Православная Церковь отнюдь не была чужда всему этому. Она оставалась как бы матерью выросших детей, ушедших на свободу жизненно-религиозного дела и труда, но не ушедших духом из ее света и Духа. Она оставалась матерью-хранительницей молитвы и любви, советницей и обличительницей, лоном очищения, покаяния и умудрения, — вечной матерью, приемлющей новорожденного и молящейся за почившего. Это ее дух — освободил крестьян, создал суд скорый, правый и милостливый, создал русское земство и русскую школу; это ее дух — взрастил и укрепил русскую национальную совесть и жертвенность; это ее дух — повинил и укрепил русскую мечту о совершенстве; это ее дух — внес во всю русскую культуру силу сердечного созерцания, вдохновил русскую поэзию, живопись, музыку и архитектуру и создал пироговскую традицию в русской медицине... Но всего не исчислишь.
И тем не менее, то, что создавалось в России в XVIII и XIX веках, — было именно светскою национальною культурою. России было дано великое задание — выработать русско-национальный творческий акт, верный историческим корням славянства и религиозному духу русского Православия, — «имперский» акт такой глубины, ширины и гибкости, чтобы все народы России могли найти в нем свое родовое лоно, свое оплодотворение и водительное научение; создать из этого акта новую, русско-национальную, светски свободную культуру (знания, искусства, нравственности, семьи, права, государства и хозяйства) — все это в духе восточного, иоанновского христианства (любви, созерцания и свободы); и наконец, узреть и выговорить русскую национальную идею, ведущую Россию через пространства истории.

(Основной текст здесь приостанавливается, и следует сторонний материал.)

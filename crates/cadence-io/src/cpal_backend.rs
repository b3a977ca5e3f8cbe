//! cpal-based audio backend.
//!
//! [`CpalBackend`] wraps [cpal](https://crates.io/crates/cpal): ALSA on Linux,
//! CoreAudio on macOS, WASAPI on Windows.

use crate::backend::{AudioBackend, BackendStreamConfig, ErrorCallback, OutputCallback, StreamHandle};
use crate::devices::device_name;
use crate::{AudioDevice, Error, Result};
use cpal::Host;
use cpal::traits::{DeviceTrait, HostTrait, StreamTrait};

/// cpal-based audio backend using the platform's default host.
pub struct CpalBackend {
    host: Host,
}

impl CpalBackend {
    /// Create a backend on the platform's default audio host.
    pub fn new() -> Self {
        let host = cpal::default_host();
        tracing::info!(host = host.id().name(), "cpal backend initialized");
        Self { host }
    }

    /// Find an output device whose name contains `name`, or the default.
    fn find_output_device(&self, name: Option<&str>) -> Result<cpal::Device> {
        match name {
            Some(search) => {
                let search_lower = search.to_lowercase();
                let devices = self
                    .host
                    .output_devices()
                    .map_err(|e| Error::Stream(e.to_string()))?;

                for device in devices {
                    if let Ok(dev_name) = device_name(&device)
                        && dev_name.to_lowercase().contains(search_lower.as_str())
                    {
                        return Ok(device);
                    }
                }
                Err(Error::DeviceNotFound(format!(
                    "no output device matching '{}'",
                    search
                )))
            }
            None => self.host.default_output_device().ok_or(Error::NoDevice),
        }
    }
}

impl Default for CpalBackend {
    fn default() -> Self {
        Self::new()
    }
}

impl AudioBackend for CpalBackend {
    fn name(&self) -> &'static str {
        "cpal"
    }

    fn list_devices(&self) -> Result<Vec<AudioDevice>> {
        crate::devices::list_devices()
    }

    fn default_output_device(&self) -> Result<Option<AudioDevice>> {
        let (_, output) = crate::devices::default_device()?;
        Ok(output)
    }

    fn build_output_stream(
        &self,
        config: &BackendStreamConfig,
        mut callback: OutputCallback,
        mut error_callback: ErrorCallback,
    ) -> Result<StreamHandle> {
        let device = self.find_output_device(config.device_name.as_deref())?;

        let stream_config = cpal::StreamConfig {
            channels: config.channels,
            sample_rate: config.sample_rate,
            buffer_size: cpal::BufferSize::Fixed(config.buffer_size),
        };

        let stream = device
            .build_output_stream(
                &stream_config,
                move |data: &mut [f32], _: &cpal::OutputCallbackInfo| {
                    callback(data);
                },
                move |err| {
                    error_callback(&err.to_string());
                },
                None,
            )
            .map_err(|e| Error::Stream(e.to_string()))?;

        stream.play().map_err(|e| Error::Stream(e.to_string()))?;
        tracing::info!(
            channels = config.channels,
            sample_rate = config.sample_rate,
            buffer_size = config.buffer_size,
            "output stream started"
        );

        Ok(StreamHandle::new(stream))
    }
}

#[cfg(test)]
mod tests {
    use super::*;

    #[test]
    fn test_cpal_backend_name() {
        let backend = CpalBackend::new();
        assert_eq!(backend.name(), "cpal");
    }

    #[test]
    fn test_default_config() {
        let config = BackendStreamConfig::default();
        assert_eq!(config.sample_rate, 48000);
        assert_eq!(config.buffer_size, 512);
        assert_eq!(config.channels, 2);
        assert!(config.device_name.is_none());
    }

    #[test]
    fn test_stream_handle_debug() {
        let handle = StreamHandle::new(42u32);
        assert!(format!("{:?}", handle).contains("StreamHandle"));
    }
}
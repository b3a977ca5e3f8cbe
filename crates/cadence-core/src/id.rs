//! Process-unique object identifiers.

use std::sync::atomic::{AtomicU64, Ordering};

static NEXT_ID: AtomicU64 = AtomicU64::new(1);

/// Allocate a fresh non-zero identifier.
///
/// Identifiers are used for logging and identity comparisons; they are never
/// reused within a process.
pub fn next_id() -> u64 {
    NEXT_ID.fetch_add(1, Ordering::Relaxed)
}

#[cfg(test)]
mod tests {
    use super::*;

    #[test]
    fn ids_are_unique_and_nonzero() {
        let a = next_id();
        let b = next_id();
        assert_ne!(a, 0);
        assert_ne!(a, b);
    }
}
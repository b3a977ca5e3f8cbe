//! Error types for the thread tree and task layer.

use thiserror::Error;

/// Errors raised by thread management and tasks.
#[derive(Debug, Error)]
pub enum ThreadError {
    /// The OS refused to spawn a worker thread.
    #[error("failed to spawn thread '{name}': {source}")]
    Spawn {
        /// Name of the thread.
        name: String,
        /// Underlying I/O error.
        #[source]
        source: std::io::Error,
    },

    /// A started thread did not reach its first barrier in time.
    #[error("thread '{0}' did not report its first tic")]
    StartTimeout(String),

    /// The node belongs to a different tree than its would-be parent.
    #[error("thread '{0}' belongs to another tree")]
    ForeignTree(String),

    /// The node is not a child of the given parent.
    #[error("thread '{child}' is not a child of '{parent}'")]
    NotAChild {
        /// Parent name.
        parent: String,
        /// Child name.
        child: String,
    },

    /// A task failed while mutating the graph.
    #[error("task '{task}' failed: {source}")]
    Task {
        /// Task name.
        task: String,
        /// Underlying graph error.
        #[source]
        source: cadence_core::Error,
    },

    /// A graph operation failed.
    #[error(transparent)]
    Core(#[from] cadence_core::Error),
}

impl ThreadError {
    /// Create a spawn error.
    pub fn spawn(name: impl Into<String>, source: std::io::Error) -> Self {
        ThreadError::Spawn {
            name: name.into(),
            source,
        }
    }

    /// Create a task error.
    pub fn task(task: impl Into<String>, source: cadence_core::Error) -> Self {
        ThreadError::Task {
            task: task.into(),
            source,
        }
    }
}

/// Result type for thread operations.
pub type Result<T> = std::result::Result<T, ThreadError>;
/// One thread of a tree.
pub struct ThreadNode {
    id: u64,
    name: String,
    flags: AtomicU32,
    state: AtomicU8,
    clock: AtomicU64,
    missed_cycles: AtomicU32,
    stuck_cycles: AtomicU32,
    cycle_start: AtomicU64,
    pub(crate) locked_greedy: AtomicU32,
    parent: Mutex<Weak<ThreadNode>>,
    children: Mutex<Vec<Arc<ThreadNode>>>,
    greedy: Mutex<Vec<Arc<GreedyLock>>>,
    routine: Mutex<Option<Box<dyn ThreadRoutine>>>,
    handle: Mutex<Option<JoinHandle<()>>>,
    pub(crate) shared: Arc<Shared>,
}

impl std::fmt::Debug for ThreadNode {
    fn fmt(&self, f: &mut std::fmt::Formatter<'_>) -> std::fmt::Result {
        f.debug_struct("ThreadNode")
            .field("id", &self.id)
            .field("name", &self.name)
            .field("flags", &self.flags())
            .field("state", &self.state())
            .field("clock", &self.clock())
            .finish_non_exhaustive()
    }
}

impl ThreadNode {
    pub(crate) fn new(shared: Arc<Shared>, name: String, routine: Box<dyn ThreadRoutine>) -> Arc<Self> {
        Arc::new(Self {
            id: shared.next_id(),
            name,
            flags: AtomicU32::new(0),
            state: AtomicU8::new(ThreadState::Idle as u8),
            clock: AtomicU64::new(0),
            missed_cycles: AtomicU32::new(0),
            stuck_cycles: AtomicU32::new(0),
            cycle_start: AtomicU64::new(0),
            locked_greedy: AtomicU32::new(0),
            parent: Mutex::new(Weak::new()),
            children: Mutex::new(Vec::new()),
            greedy: Mutex::new(Vec::new()),
            routine: Mutex::new(Some(routine)),
            handle: Mutex::new(None),
            shared,
        })
    }

    // --- Accessors ---

    /// Unique id within the tree.
    pub fn id(&self) -> u64 {
        self.id
    }

    /// Thread name; also the OS thread name once started.
    pub fn name(&self) -> &str {
        &self.name
    }

    /// Current flags.
    pub fn flags(&self) -> ThreadFlags {
        ThreadFlags::from_bits(self.flags.load(Ordering::Acquire))
    }

    /// Whether all of `flags` are set.
    pub fn has_flags(&self, flags: ThreadFlags) -> bool {
        self.flags().contains(flags)
    }

    /// Set `flags`.
    pub fn set_flags(&self, flags: ThreadFlags) {
        self.flags.fetch_or(flags.bits(), Ordering::AcqRel);
    }

    /// Clear `flags`.
    pub fn unset_flags(&self, flags: ThreadFlags) {
        self.flags.fetch_and(!flags.bits(), Ordering::AcqRel);
    }

    /// Life-cycle state.
    pub fn state(&self) -> ThreadState {
        ThreadState::from_u8(self.state.load(Ordering::Acquire))
    }

    fn set_state(&self, state: ThreadState) {
        self.state.store(state as u8, Ordering::Release);
    }

    /// Last tic count this thread was released for.
    pub fn clock(&self) -> u64 {
        self.clock.load(Ordering::Acquire)
    }

    /// Consecutive timelock windows missed in the current tic.
    pub fn missed_cycles(&self) -> u32 {
        self.missed_cycles.load(Ordering::Acquire)
    }

    /// Tics this thread has lagged behind the root.
    pub fn stuck_cycles(&self) -> u32 {
        self.stuck_cycles.load(Ordering::Acquire)
    }

    /// Number of greedy lock levels held by this thread.
    pub fn locked_greedy(&self) -> u32 {
        self.locked_greedy.load(Ordering::Acquire)
    }

    /// Whether the worker loop is live.
    pub fn is_running(&self) -> bool {
        self.has_flags(ThreadFlags::RUNNING)
    }

    // --- Tree structure ---

    /// Parent node, if attached.
    pub fn parent(&self) -> Option<Arc<ThreadNode>> {
        self.parent.lock().upgrade()
    }

    /// Direct children.
    pub fn children(&self) -> Vec<Arc<ThreadNode>> {
        self.children.lock().clone()
    }

    /// This node and all its descendants, pre-order.
    pub fn subtree(self: &Arc<Self>) -> Vec<Arc<ThreadNode>> {
        let mut out = vec![Arc::clone(self)];
        let mut i = 0;
        while i < out.len() {
            let children = out[i].children();
            out.extend(children);
            i += 1;
        }
        out
    }

    /// Attach `child` below this node.
    ///
    /// Unless `no_start`, the child is started; unless also `no_wait`, the
    /// call blocks until the child has reached its first barrier or the
    /// tree's start timeout expires.
    pub fn add_child(self: &Arc<Self>, child: Arc<ThreadNode>, no_start: bool, no_wait: bool) -> Result<()> {
        if !Arc::ptr_eq(&self.shared, &child.shared) {
            return Err(ThreadError::ForeignTree(child.name.clone()));
        }
        if let Some(old) = child.parent() {
            old.children.lock().retain(|c| !Arc::ptr_eq(c, &child));
        }
        *child.parent.lock() = Arc::downgrade(self);
        self.children.lock().push(Arc::clone(&child));
        tracing::debug!(parent = %self.name, child = %child.name, "thread attached");

        if no_start {
            return Ok(());
        }
        child.start()?;
        if !no_wait && !child.wait_initial_run(self.shared.config.start_timeout) {
            return Err(ThreadError::StartTimeout(child.name.clone()));
        }
        Ok(())
    }

    /// Detach `child`. The child keeps its running state.
    pub fn remove_child(&self, child: &Arc<ThreadNode>) -> Result<()> {
        let mut children = self.children.lock();
        let Some(pos) = children.iter().position(|c| Arc::ptr_eq(c, child)) else {
            return Err(ThreadError::NotAChild {
                parent: self.name.clone(),
                child: child.name.clone(),
            });
        };
        children.remove(pos);
        drop(children);
        *child.parent.lock() = Weak::new();
        tracing::debug!(parent = %self.name, child = %child.name, "thread detached");
        Ok(())
    }

    // --- Barrier ---

    /// Whether this node alone counts as arrived for phase `tic`.
    pub fn is_current_ready(&self, tic: u8) -> bool {
        let flags = self.flags();
        !flags.contains(ThreadFlags::RUNNING)
            || flags.intersects(
                ThreadFlags::INITIAL_RUN
                    .union(ThreadFlags::wait(tic))
                    .union(ThreadFlags::SKIPPED_BY_TIMELOCK)
                    .union(ThreadFlags::SKIP_NON_GREEDY),
            )
    }

    /// Whether every node of this subtree counts as arrived for phase `tic`.
    pub fn is_tree_ready(self: &Arc<Self>, tic: u8) -> bool {
        self.subtree().iter().all(|node| node.is_current_ready(tic))
    }

    /// Prepare this node for phase `tic`: clear its barrier bit and the
    /// per-tic markers.
    pub fn set_sync(&self, tic: u8) {
        self.unset_flags(
            ThreadFlags::wait(tic)
                .union(ThreadFlags::READY)
                .union(ThreadFlags::SKIP_NON_GREEDY),
        );
    }

    /// [`set_sync`](Self::set_sync) over the whole subtree.
    pub fn set_sync_all(self: &Arc<Self>, tic: u8) {
        for node in self.subtree() {
            node.set_sync(tic);
        }
    }

    /// Record arrival at the barrier of tic `count`.
    pub(crate) fn arrive(&self, count: u64) {
        let tic = (count % 3) as u8;
        self.missed_cycles.store(0, Ordering::Release);
        self.stuck_cycles.store(0, Ordering::Release);

        let clock = self.shared.clock.lock();
        let on_time = clock.count == count;
        let mut arrived = ThreadFlags::wait(tic);
        if on_time {
            arrived = arrived.union(ThreadFlags::READY);
            if self.has_flags(ThreadFlags::SKIPPED_BY_TIMELOCK) {
                tracing::info!(thread = %self.name, count, "thread caught up after timelock");
                self.unset_flags(ThreadFlags::SKIPPED_BY_TIMELOCK);
            }
        }
        self.set_flags(arrived);
        self.unset_flags(ThreadFlags::INITIAL_RUN);
        self.shared.cond.notify_all();
        drop(clock);
    }

    pub(crate) fn begin_cycle(&self, count: u64) {
        self.clock.store(count, Ordering::Release);
        self.cycle_start.store(self.shared.now_nanos(), Ordering::Release);
    }

    pub(crate) fn note_missed(&self) -> u32 {
        self.missed_cycles.fetch_add(1, Ordering::AcqRel) + 1
    }

    pub(crate) fn note_stuck(&self, count: u64) {
        if self.is_running() && self.clock() < count {
            self.stuck_cycles.fetch_add(1, Ordering::AcqRel);
        } else {
            self.stuck_cycles.store(0, Ordering::Release);
        }
    }

    pub(crate) fn force_clock(&self, count: u64) {
        self.clock.store(count, Ordering::Release);
        self.stuck_cycles.store(0, Ordering::Release);
    }

    /// Block until the worker has parked at its first barrier. Returns
    /// `false` on timeout.
    pub fn wait_initial_run(&self, timeout: Duration) -> bool {
        let deadline = Instant::now() + timeout;
        let mut clock = self.shared.clock.lock();
        while self.has_flags(ThreadFlags::INITIAL_RUN.union(ThreadFlags::RUNNING)) {
            if self.shared.cond.wait_until(&mut clock, deadline).timed_out() {
                return !self.has_flags(ThreadFlags::INITIAL_RUN);
            }
        }
        true
    }

    // --- Greedy locks ---

    /// Make this thread skip its run while another thread owns `lock`.
    pub fn register_greedy(&self, lock: Arc<GreedyLock>) {
        self.greedy.lock().push(lock);
    }

    fn greedy_blocked(&self) -> Option<String> {
        self.greedy
            .lock()
            .iter()
            .find(|lock| lock.is_held_by_other(self.id))
            .map(|lock| lock.name().to_string())
    }

    // --- Life cycle ---

    /// Spawn the worker. Does nothing if already running.
    pub fn start(self: &Arc<Self>) -> Result<()> {
        if self.is_running() {
            return Ok(());
        }
        let routine = self
            .routine
            .lock()
            .take()
            .unwrap_or_else(|| Box::new(IdleRoutine));
        {
            let clock = self.shared.clock.lock();
            self.clock.store(clock.count, Ordering::Release);
        }
        self.unset_flags(ThreadFlags::wait_all().union(ThreadFlags::SKIPPED_BY_TIMELOCK));
        self.set_flags(ThreadFlags::RUNNING.union(ThreadFlags::INITIAL_RUN));
        self.set_state(ThreadState::Waiting);

        let node = Arc::clone(self);
        let handle = thread::Builder::new()
            .name(self.name.clone())
            .spawn(move || worker_main(node, routine))
            .map_err(|e| {
                self.unset_flags(ThreadFlags::RUNNING.union(ThreadFlags::INITIAL_RUN));
                self.set_state(ThreadState::Idle);
                ThreadError::spawn(self.name.clone(), e)
            })?;
        *self.handle.lock() = Some(handle);
        tracing::debug!(thread = %self.name, "thread started");
        Ok(())
    }

    /// Stop this thread and its subtree, joining the workers.
    pub fn stop(&self) {
        for child in self.children() {
            child.stop();
        }
        if !self.is_running() {
            return;
        }
        self.unset_flags(ThreadFlags::RUNNING.union(ThreadFlags::INITIAL_RUN));
        self.shared.notify();
        let handle = self.handle.lock().take();
        if let Some(handle) = handle {
            if handle.thread().id() == thread::current().id() {
                return;
            }
            if handle.join().is_err() {
                tracing::warn!(thread = %self.name, "worker panicked");
            }
        }
        self.set_state(ThreadState::Idle);
        tracing::debug!(thread = %self.name, "thread stopped");
    }

    /// Deliver an interrupt. Only touches atomics, so it is safe from any
    /// context. Returns the time already spent in the current cycle, capped
    /// at `time_cycle`.
    pub fn interrupted(&self, signal: Signal, time_cycle: Duration) -> Duration {
        match signal {
            Signal::Suspend => self.set_flags(ThreadFlags::RECOVER_INTERRUPTED),
            Signal::Resume => self.set_flags(ThreadFlags::RESUME_INTERRUPTED),
        }
        let start = self.cycle_start.load(Ordering::Acquire);
        let spent = Duration::from_nanos(self.shared.now_nanos().saturating_sub(start));
        spent.min(time_cycle)
    }

    /// Suspend the routine from the next tic on.
    pub fn suspend(&self) {
        self.interrupted(Signal::Suspend, Duration::ZERO);
    }

    /// Resume the routine from the next tic on.
    pub fn resume(&self) {
        self.interrupted(Signal::Resume, Duration::ZERO);
    }

    /// Apply pending interrupts. Returns `true` while suspended.
    fn handle_interrupts(&self) -> bool {
        let flags = self.flags();
        if flags.contains(ThreadFlags::RECOVER_INTERRUPTED) {
            self.unset_flags(ThreadFlags::RECOVER_INTERRUPTED);
            if self.state() != ThreadState::Suspended {
                tracing::info!(thread = %self.name, "thread suspended");
            }
            self.set_state(ThreadState::Suspended);
        }
        if flags.contains(ThreadFlags::RESUME_INTERRUPTED) {
            self.unset_flags(ThreadFlags::RESUME_INTERRUPTED);
            if self.state() == ThreadState::Suspended {
                tracing::info!(thread = %self.name, "thread resumed");
                self.set_state(ThreadState::Running);
            }
        }
        self.state() == ThreadState::Suspended
    }

    /// Park until released for a new tic. `None` once stopped.
    fn wait_release(&self) -> Option<u64> {
        let mut clock = self.shared.clock.lock();
        if self.state() != ThreadState::Suspended {
            self.set_state(ThreadState::Waiting);
        }
        if self.has_flags(ThreadFlags::INITIAL_RUN) {
            self.unset_flags(ThreadFlags::INITIAL_RUN);
            self.shared.cond.notify_all();
        }
        loop {
            if !self.is_running() {
                return None;
            }
            if self.clock() < clock.count {
                return Some(clock.count);
            }
            self.shared.cond.wait(&mut clock);
        }
    }

    /// Run the routine of a node driven inline (the root).
    pub(crate) fn run_inline(&self, count: u64) {
        self.begin_cycle(count);
        let mut routine = self.routine.lock();
        if let Some(routine) = routine.as_mut() {
            self.set_state(ThreadState::Running);
            routine.run(&TicContext {
                count,
                tic: (count % 3) as u8,
                thread: &self.name,
            });
            self.set_state(ThreadState::Waiting);
        }
        drop(routine);
        self.arrive(count);
    }

    pub(crate) fn mark_inline(&self) {
        self.set_flags(ThreadFlags::RUNNING);
        self.set_state(ThreadState::Waiting);
    }

    pub(crate) fn unmark_inline(&self) {
        self.unset_flags(ThreadFlags::RUNNING);
        self.set_state(ThreadState::Idle);
    }
}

Это задание — долгое и претрудное, разрешимое только в веках — вдохновением и молитвою, самовоспитанием и неотступным трудом. За два века русский народ только приступил к его разрешению, и то, что им совершено, свидетельствует не только о величии этого задания и не только о чрезвычайной, исторически, этнически и пространственно обусловленной сложности его, но и о тех силах и дарах, которые даны ему для этого от Провидения. Это дело было начато с чрезвычайным успехом, прервано политической смутой и коммунистической революцией и осталось ныне незавершенным. Чтобы завершить это дело, понадобятся еще века свободного творческого расцвета, и нет сомнения, что Россия возобновит его после окончания революции.
И вот русский национализм есть не что иное, как любовь к этому исторически сложившемуся духовному облику и акту русского народа; он есть вера в это наше призвание и в данные нам силы; он есть воля к нашему расцвету; он есть созерцание нашей истории; нашего исторического задания и наших путей, ведущих к этой цели; он есть бодрая и неутомимая работа, посвященная этому самобытному величию грядущей России. Он утверждает свое и творит новое, но отнюдь не отрицает и не презирает чужое. И Дух его есть дух иоанновского христианства, христианства любви, созерцания и свободы, а не дух ненависти, зависти и завоевания.
Так определяется идея русского национализма.